* [EXERCISE OBJECTIVE] Restating the data word for word is all that is required.

* [DATASET RECORDS]

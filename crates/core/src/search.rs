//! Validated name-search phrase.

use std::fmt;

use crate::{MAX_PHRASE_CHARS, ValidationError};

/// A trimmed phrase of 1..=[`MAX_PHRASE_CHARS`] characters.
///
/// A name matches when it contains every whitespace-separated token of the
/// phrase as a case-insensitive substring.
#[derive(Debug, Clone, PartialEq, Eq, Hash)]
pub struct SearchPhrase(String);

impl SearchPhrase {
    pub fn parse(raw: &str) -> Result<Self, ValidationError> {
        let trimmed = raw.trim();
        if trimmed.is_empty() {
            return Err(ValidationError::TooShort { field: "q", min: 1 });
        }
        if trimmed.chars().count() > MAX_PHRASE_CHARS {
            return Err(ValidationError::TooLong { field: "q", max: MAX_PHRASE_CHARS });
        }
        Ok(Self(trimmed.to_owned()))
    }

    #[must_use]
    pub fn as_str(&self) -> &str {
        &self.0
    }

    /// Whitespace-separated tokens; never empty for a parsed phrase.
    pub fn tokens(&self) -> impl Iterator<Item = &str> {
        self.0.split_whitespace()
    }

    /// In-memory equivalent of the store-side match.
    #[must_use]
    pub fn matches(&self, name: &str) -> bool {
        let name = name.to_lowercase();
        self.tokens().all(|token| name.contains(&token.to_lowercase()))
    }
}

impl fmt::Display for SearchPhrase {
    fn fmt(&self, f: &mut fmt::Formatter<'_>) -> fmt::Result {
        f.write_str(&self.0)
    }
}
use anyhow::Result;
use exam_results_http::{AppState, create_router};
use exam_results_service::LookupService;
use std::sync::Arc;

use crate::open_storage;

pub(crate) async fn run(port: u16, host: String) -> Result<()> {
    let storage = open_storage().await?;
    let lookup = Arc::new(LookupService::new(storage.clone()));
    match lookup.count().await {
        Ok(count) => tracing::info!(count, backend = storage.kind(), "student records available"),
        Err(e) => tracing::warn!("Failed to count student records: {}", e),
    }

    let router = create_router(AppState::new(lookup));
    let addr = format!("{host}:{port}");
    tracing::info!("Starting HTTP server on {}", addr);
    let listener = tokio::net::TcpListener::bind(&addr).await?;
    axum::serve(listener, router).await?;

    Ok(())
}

* [ANSWER TO THE EXERCISE]
filename crates/core/src/search.rs
//! Validated name-search phrase.

use std::fmt;

use crate::{MAX_PHRASE_CHARS, ValidationError};

/// A trimmed phrase of 1..=[`MAX_PHRASE_CHARS`] characters.
///
/// A name matches when it contains every whitespace-separated token of the
/// phrase as a case-insensitive substring.
#[derive(Debug, Clone, PartialEq, Eq, Hash)]
pub struct SearchPhrase(String);

impl SearchPhrase {
    pub fn parse(raw: &str) -> Result<Self, ValidationError> {
        let trimmed = raw.trim();
        if trimmed.is_empty() {
            return Err(ValidationError::TooShort { field: "q", min: 1 });
        }
        if trimmed.chars().count() > MAX_PHRASE_CHARS {
            return Err(ValidationError::TooLong { field: "q", max: MAX_PHRASE_CHARS });
        }
        Ok(Self(trimmed.to_owned()))
    }

    #[must_use]
    pub fn as_str(&self) -> &str {
        &self.0
    }

    /// Whitespace-separated tokens; never empty for a parsed phrase.
    pub fn tokens(&self) -> impl Iterator<Item = &str> {
        self.0.split_whitespace()
    }

    /// In-memory equivalent of the store-side match.
    #[must_use]
    pub fn matches(&self, name: &str) -> bool {
        let name = name.to_lowercase();
        self.tokens().all(|token| name.contains(&token.to_lowercase()))
    }
}

impl fmt::Display for SearchPhrase {
    fn fmt(&self, f: &mut fmt::Formatter<'_>) -> fmt::Result {
        f.write_str(&self.0)
    }
}
use anyhow::Result;
use exam_results_http::{AppState, create_router};
use exam_results_service::LookupService;
use std::sync::Arc;

use crate::open_storage;

pub(crate) async fn run(port: u16, host: String) -> Result<()> {
    let storage = open_storage().await?;
    let lookup = Arc::new(LookupService::new(storage.clone()));
    match lookup.count().await {
        Ok(count) => tracing::info!(count, backend = storage.kind(), "student records available"),
        Err(e) => tracing::warn!("Failed to count student records: {}", e),
    }

    let router = create_router(AppState::new(lookup));
    let addr = format!("{host}:{port}");
    tracing::info!("Starting HTTP server on {}", addr);
    let listener = tokio::net::TcpListener::bind(&addr).await?;
    axum::serve(listener, router).await?;

    Ok(())
}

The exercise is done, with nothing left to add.